Sohn des großen Malers beerdigt - 250 Trauergäste

Von Dunja Henkenjohann
Bielefeld/Werther (WB). Rosen schmückten seinen Sarg. Denn die edelste aller Blumen - ob in rot, weiß oder gelb - mochte Vincent Böckstiegel am liebsten. 250 Gäste nahmen gestern Mittag in der Friedhofskapelle Werther Abschied von dem Sohn eines großen Künstlers, der selbst viel Größe hatte.

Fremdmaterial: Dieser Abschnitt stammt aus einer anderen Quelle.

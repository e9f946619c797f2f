// Rust guideline compliant 2026-02-06

//! Terminal utilities for the partial-flake8 CLI.
//!
//! This module decides on color support and prints status lines to stderr.

use partial_flake8_core::ColorMode;
use std::env;
use std::io::Write;
use termcolor::{Color, ColorChoice, ColorSpec, StandardStream, WriteColor};

/// Determines if colored output should be used.
///
/// Respects the NO_COLOR environment variable and terminal capabilities.
///
/// # Returns
/// `true` if colored output should be used, `false` otherwise
pub fn should_use_color() -> bool {
    if env::var_os("NO_COLOR").is_some() {
        return false;
    }

    atty::is(atty::Stream::Stdout)
}

/// Maps the configured color mode and the `--no-color` flag to a [`ColorChoice`].
///
/// `auto` only colors when [`should_use_color`] agrees.
pub fn color_choice(mode: ColorMode, no_color: bool) -> ColorChoice {
    resolve_color_choice(mode, no_color, should_use_color)
}

fn resolve_color_choice(mode: ColorMode, no_color: bool, detect: impl FnOnce() -> bool) -> ColorChoice {
    if no_color {
        return ColorChoice::Never;
    }
    match mode {
        ColorMode::Always => ColorChoice::Always,
        ColorMode::Never => ColorChoice::Never,
        ColorMode::Auto if detect() => ColorChoice::Auto,
        ColorMode::Auto => ColorChoice::Never,
    }
}

/// Prints a status message with a colored prefix to stderr.
///
/// # Arguments
/// * `prefix` - The prefix text
/// * `prefix_color` - The color for the prefix
/// * `message` - The message text
pub fn print_status(prefix: &str, prefix_color: Color, message: &str) {
    let mut stderr = StandardStream::stderr(ColorChoice::Auto);
    let _ = stderr.set_color(ColorSpec::new().set_fg(Some(prefix_color)).set_bold(true));
    let _ = write!(stderr, "{}: ", prefix);
    let _ = stderr.reset();
    let _ = writeln!(stderr, "{}", message);
}

/// Prints an error message.
pub fn print_error(message: &str) {
    print_status("Error", Color::Red, message);
}
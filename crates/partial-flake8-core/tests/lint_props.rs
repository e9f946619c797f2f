// Rust guideline compliant 2026-02-06

//! Property-based tests for linter diagnostic parsing.

use partial_flake8_core::{parse_finding, parse_report};
use proptest::prelude::*;

proptest! {
    /// Well-formed diagnostics parse back into their fields, whatever the message holds.
    #[test]
    fn prop_parse_well_formed(
        dir in "/[a-z]{1,8}(/[a-z_]{1,8}){0,3}",
        line in 1u32..100_000,
        col in 1u32..500,
        code in "[EWFC][0-9]{3}",
        text in "[ -~]{0,60}",
    ) {
        let raw = format!("{dir}/mod.py:{line}:{col}: {code} {text}");
        let finding = parse_finding(&raw).unwrap();
        prop_assert_eq!(finding.line_number, line);
        prop_assert_eq!(finding.column, col);
        prop_assert_eq!(finding.code, code);
        prop_assert_eq!(finding.text, text);
    }

    /// Arbitrary output never panics and never yields more findings than lines.
    #[test]
    fn prop_parse_report_total(output in "\\PC{0,200}") {
        let findings = parse_report(&output);
        prop_assert!(findings.len() <= output.lines().count());
    }
}
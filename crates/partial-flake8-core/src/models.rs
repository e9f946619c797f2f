// Rust guideline compliant 2026-02-06

//! Core data models for partial-flake8.

use std::collections::BTreeSet;
use std::fmt;
use std::path::{Path, PathBuf};

/// A single diagnostic reported by the linter.
#[derive(Debug, Clone, PartialEq, Eq)]
pub struct LintFinding {
    /// 1-based line number in the linted file.
    pub line_number: u32,
    /// 1-based column number.
    pub column: u32,
    /// Short diagnostic code, e.g. `E501`.
    pub code: String,
    /// Human-readable message.
    pub text: String,
}

impl LintFinding {
    /// Creates a new finding.
    pub fn new(line_number: u32, column: u32, code: impl Into<String>, text: impl Into<String>) -> Self {
        Self {
            line_number,
            column,
            code: code.into(),
            text: text.into(),
        }
    }
}

impl fmt::Display for LintFinding {
    fn fmt(&self, f: &mut fmt::Formatter<'_>) -> fmt::Result {
        write!(
            f,
            "{}:{}: {} {}",
            self.line_number, self.column, self.code, self.text
        )
    }
}

/// Line numbers touched by the pending commit for one file.
///
/// Built once from the staged diff and read-only afterwards.
#[derive(Debug, Clone, Default, PartialEq, Eq)]
pub struct ChangeSet {
    lines: BTreeSet<u32>,
}

impl ChangeSet {
    /// Creates an empty change set.
    pub fn new() -> Self {
        Self::default()
    }

    /// Returns whether `line` was added or modified.
    pub fn contains(&self, line: u32) -> bool {
        self.lines.contains(&line)
    }

    /// Number of touched lines.
    pub fn len(&self) -> usize {
        self.lines.len()
    }

    /// Returns whether no line was touched.
    pub fn is_empty(&self) -> bool {
        self.lines.is_empty()
    }

    /// Iterates touched lines in ascending order.
    pub fn iter(&self) -> impl Iterator<Item = u32> + '_ {
        self.lines.iter().copied()
    }

    /// Marks `line` as touched.
    pub fn insert(&mut self, line: u32) {
        self.lines.insert(line);
    }
}

impl FromIterator<u32> for ChangeSet {
    fn from_iter<I: IntoIterator<Item = u32>>(iter: I) -> Self {
        Self {
            lines: iter.into_iter().collect(),
        }
    }
}

/// Significant findings for one file.
#[derive(Debug, Clone, PartialEq, Eq)]
pub struct FileVerdict {
    /// Absolute path of the linted file.
    pub file_path: PathBuf,
    /// Findings that block the commit, in linter order.
    pub findings: Vec<LintFinding>,
}

impl FileVerdict {
    /// Creates a verdict for `file_path`.
    pub fn new(file_path: impl AsRef<Path>, findings: Vec<LintFinding>) -> Self {
        Self {
            file_path: file_path.as_ref().to_path_buf(),
            findings,
        }
    }

    /// Returns whether this file blocks the commit.
    pub fn is_blocking(&self) -> bool {
        !self.findings.is_empty()
    }
}
// Rust guideline compliant 2026-02-06

//! Error types for the partial-flake8 core library.

use std::fmt;
use thiserror::Error;

/// Result type alias for partial-flake8 operations.
pub type Result<T> = std::result::Result<T, Error>;

/// External process the hook depends on.
#[derive(Debug, Clone, Copy, PartialEq, Eq)]
pub enum Collaborator {
    /// The version-control system holding the staged changes.
    Git,
    /// The external linter.
    Linter,
}

impl fmt::Display for Collaborator {
    fn fmt(&self, f: &mut fmt::Formatter<'_>) -> fmt::Result {
        match self {
            Self::Git => write!(f, "git"),
            Self::Linter => write!(f, "linter"),
        }
    }
}

/// Error types for partial-flake8 operations.
#[derive(Debug, Error)]
pub enum Error {
    /// IO error occurred.
    #[error("IO error: {0}")]
    Io(#[from] std::io::Error),

    /// A collaborator could not be run or reported a failure.
    #[error("{collaborator} unavailable: {reason}")]
    Unavailable {
        /// Which collaborator failed.
        collaborator: Collaborator,
        /// Human-readable cause.
        reason: String,
    },

    /// Unified diff text could not be interpreted.
    #[error("Invalid diff: {0}")]
    InvalidDiff(String),

    /// Configuration file or override is invalid.
    #[error("Invalid config: {0}")]
    InvalidConfig(String),
}

impl Error {
    /// Builds an [`Error::Unavailable`] for git.
    pub fn git(reason: impl Into<String>) -> Self {
        Self::Unavailable {
            collaborator: Collaborator::Git,
            reason: reason.into(),
        }
    }

    /// Builds an [`Error::Unavailable`] for the linter.
    pub fn linter(reason: impl Into<String>) -> Self {
        Self::Unavailable {
            collaborator: Collaborator::Linter,
            reason: reason.into(),
        }
    }

    /// Returns whether the error came from an external collaborator.
    pub fn is_collaborator_failure(&self) -> bool {
        matches!(self, Self::Unavailable { .. })
    }
}
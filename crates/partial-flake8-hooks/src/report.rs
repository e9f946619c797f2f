// Rust guideline compliant 2026-02-06

//! Human-readable hook report.
//!
//! Everything is written through [`WriteColor`], so the same code drives a
//! colored terminal and a plain capture buffer.

use partial_flake8_core::{FileVerdict, LintFinding, Result};
use std::io::Write;
use termcolor::{Color, ColorSpec, WriteColor};

/// Command that skips the hook.
pub const BYPASS_COMMAND: &str = "git commit --no-verify";

fn alert() -> ColorSpec {
    let mut spec = ColorSpec::new();
    spec.set_fg(Some(Color::Red)).set_bg(Some(Color::Black));
    spec
}

fn fg(color: Color) -> ColorSpec {
    let mut spec = ColorSpec::new();
    spec.set_fg(Some(color));
    spec
}

fn write_colored(out: &mut dyn WriteColor, text: &str, spec: &ColorSpec) -> Result<()> {
    out.set_color(spec)?;
    write!(out, "{text}")?;
    out.reset()?;
    Ok(())
}

/// Writes the notice for a run with nothing to lint.
pub fn write_nothing_to_check(out: &mut dyn WriteColor) -> Result<()> {
    writeln!(out, "No files found that are worth checking\n")?;
    Ok(())
}

/// Writes the banner and findings of one file.
///
/// Files without significant findings produce no output.
pub fn write_verdict(out: &mut dyn WriteColor, verdict: &FileVerdict) -> Result<()> {
    if !verdict.is_blocking() {
        return Ok(());
    }

    let header = format!(
        "***** {} ERRORS in {} *****",
        verdict.findings.len(),
        verdict.file_path.display()
    );
    writeln!(out)?;
    write_colored(out, &header, &alert())?;
    writeln!(out, "\n")?;

    for finding in &verdict.findings {
        write_finding(out, finding)?;
    }

    writeln!(out)?;
    write_colored(out, &"*".repeat(header.chars().count()), &alert())?;
    writeln!(out, "\n")?;
    Ok(())
}

fn write_finding(out: &mut dyn WriteColor, finding: &LintFinding) -> Result<()> {
    write_colored(out, &finding.line_number.to_string(), &fg(Color::Green))?;
    write!(out, "\t")?;
    write_colored(out, &format!("[{}]", finding.code), &alert())?;
    write!(out, " in Column ")?;
    write_colored(out, &finding.column.to_string(), &fg(Color::Blue))?;
    writeln!(out, " - {}", finding.text)?;
    Ok(())
}

/// Writes the failure summary and the bypass instructions.
pub fn write_summary(out: &mut dyn WriteColor, total_findings: usize, files: usize) -> Result<()> {
    writeln!(
        out,
        "Sorry, your commit is aborted, because it contains {total_findings} errors in {files} files!\n"
    )?;
    writeln!(
        out,
        "If you are really in a rush and want to commit it anyways please go ahead and re-commit with: \n\n{BYPASS_COMMAND}\n\n"
    )?;
    Ok(())
}

#[cfg(test)]
mod tests {
    use super::*;
    use termcolor::{Ansi, NoColor};

    fn plain<F>(f: F) -> String
    where
        F: FnOnce(&mut dyn WriteColor) -> Result<()>,
    {
        let mut out = NoColor::new(Vec::new());
        f(&mut out).unwrap();
        String::from_utf8(out.into_inner()).unwrap()
    }

    #[test]
    fn test_verdict_banner_and_lines() {
        let verdict = FileVerdict::new(
            "/repo/a.py",
            vec![LintFinding::new(20, 5, "F821", "undefined name 'foo'")],
        );
        let text = plain(|out| write_verdict(out, &verdict));
        let header = "***** 1 ERRORS in /repo/a.py *****";
        assert_eq!(
            text,
            format!(
                "\n{header}\n\n20\t[F821] in Column 5 - undefined name 'foo'\n\n{}\n\n",
                "*".repeat(header.len())
            )
        );
    }

    #[test]
    fn test_empty_verdict_prints_nothing() {
        let verdict = FileVerdict::new("/repo/a.py", Vec::new());
        assert_eq!(plain(|out| write_verdict(out, &verdict)), "");
    }

    #[test]
    fn test_summary_mentions_counts_and_bypass() {
        let text = plain(|out| write_summary(out, 3, 2));
        assert!(text.starts_with("Sorry, your commit is aborted, because it contains 3 errors in 2 files!"));
        assert!(text.contains(BYPASS_COMMAND));
    }

    #[test]
    fn test_colored_output_uses_ansi_escapes() {
        let verdict = FileVerdict::new("/repo/a.py", vec![LintFinding::new(1, 1, "E501", "too long")]);
        let mut out = Ansi::new(Vec::new());
        write_verdict(&mut out, &verdict).unwrap();
        let text = String::from_utf8(out.into_inner()).unwrap();
        assert!(text.contains("\x1b["));
        assert!(text.contains("[E501]"));
    }
}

Während eines Kuraufenthalts in Bad Wörishofen/Allgäu war der 82-Jährige am Montag vergangener Woche an Herzversagen gestorben (wir berichteten). »Gott hat ihn einschlafen lassen - ein gnädiges Geschenk«, betonte Pastor Walter Schroeder, der in seiner Einführung erläuterte, warum Vincent bei seiner Geburt am 12. Februar 1925 seinen Namen bekam: Mutter Hanna und Vater Peter August Böckstiegel hatten den Vornamen nach dem großen Künstler Vincent van Gogh ausgesucht. »Feiert nicht mich und auch nicht den Tod. Feiert das Leben«, hatte sich Vincent Böckstiegel immer gewünscht. So zurückhaltend und bescheiden wie er zu Lebzeiten war, so wollte Vincent Böckstiegel auch nach dem Tod bleiben.
Und doch ließen es sich gestern mehr als 250 Gäste nicht nehmen, den Wertheraner auf seinem letzten Weg zu begleiten. Neben entfernten Familienmitgliedern, guten Freunden, Bekannten und Nachbarn nahmen NRW-Schulministerin Barbara Sommer, Staatssekretär Günter Kozlowski und Landrat Sven-Georg Adenauer Abschied. Auch Werthers Bürgermeisterin Marion Weike, ihre Amtskollegen aus anderen Kommunen des Kreises Gütersloh, Vertreter des Stadtrats und des Kreistags sowie unzählige Weggefährten und Wertheraner Bürger erwiesen ihm die letzte Ehre.
»Vincent - der Name war schon wie ein Programm«, sagte Pastor Walter Schroeder, der selbst Kollege (»Unsere Kirche«) und ein guter Freund des Verstorbenen war. »Aber das birgt auch die Gefahr, dass wir Vincent immer nur als Sohn des Malers betrachten.« Er sei ein eigener Mensch gewesen, unverwechselbar mit seinen Begabungen und Eigenheiten. »Vincent war Fotograf. Der Mann hinter, nicht vor der Kamera«, betonte der Pastor aus Bielefeld, der als Journalist unzählige Reisen mit dem Fotografen aus Werther unternommen hatte - vor allem in den Nahen Osten. »Vincent Böckstiegel hatte die Gabe, so auf die Menschen zuzugehen, dass sie ihre Scheu verloren und sich gerne von ihm fotografieren ließen. Was dabei herauskam, war mehr als eine Ablichtung: Er gab etwas zu erkennen vom Wesen dieser Menschen.«
Das habe Böckstiegel aber nie dahin gebracht, seine Fotografien in einer Ausstellung zu zeigen, bedauerte Schroeder. »Dazu seien sie zu wenig geordnet, sagte er immer. Aber wert waren sie es doch«, betonte der Pastor. Gemeinsam mit den Trauergästen sprach er posthum einem Kollegen, einem Freund, einem Menschen, der zur Familie gehörte, und dem Bürger einer Stadt, die seinen Namen trägt, seinen Dank aus. Gleichzeitig würdigte er den Träger des Bundesverdienstkreuzes, der mit seiner Schwester Sonja das Erbe des Vaters bewahrt habe, und hob »Vincents westfälisch-bäuerliche Art« heraus.
Die Trauerfeier gestalteten mit Jan Redecker, Pablo Stelbrink und Roman Dobrovolny Schüler des Evangelischen Gymnasiums Werther unter der Leitung von Lehrer Michael Henkemeier sowie Kantorin Ursula Schmolke mit. Bevor die Gäste ins Gemeindehaus einkehrten, um sich in Gesprächen gemeinsam an Vincent Böckstiegel zu erinnern, zogen sie vorbei am Familiengrab, wo seine Urne in etwa zwei Wochen im engsten Kreis bestattet wird.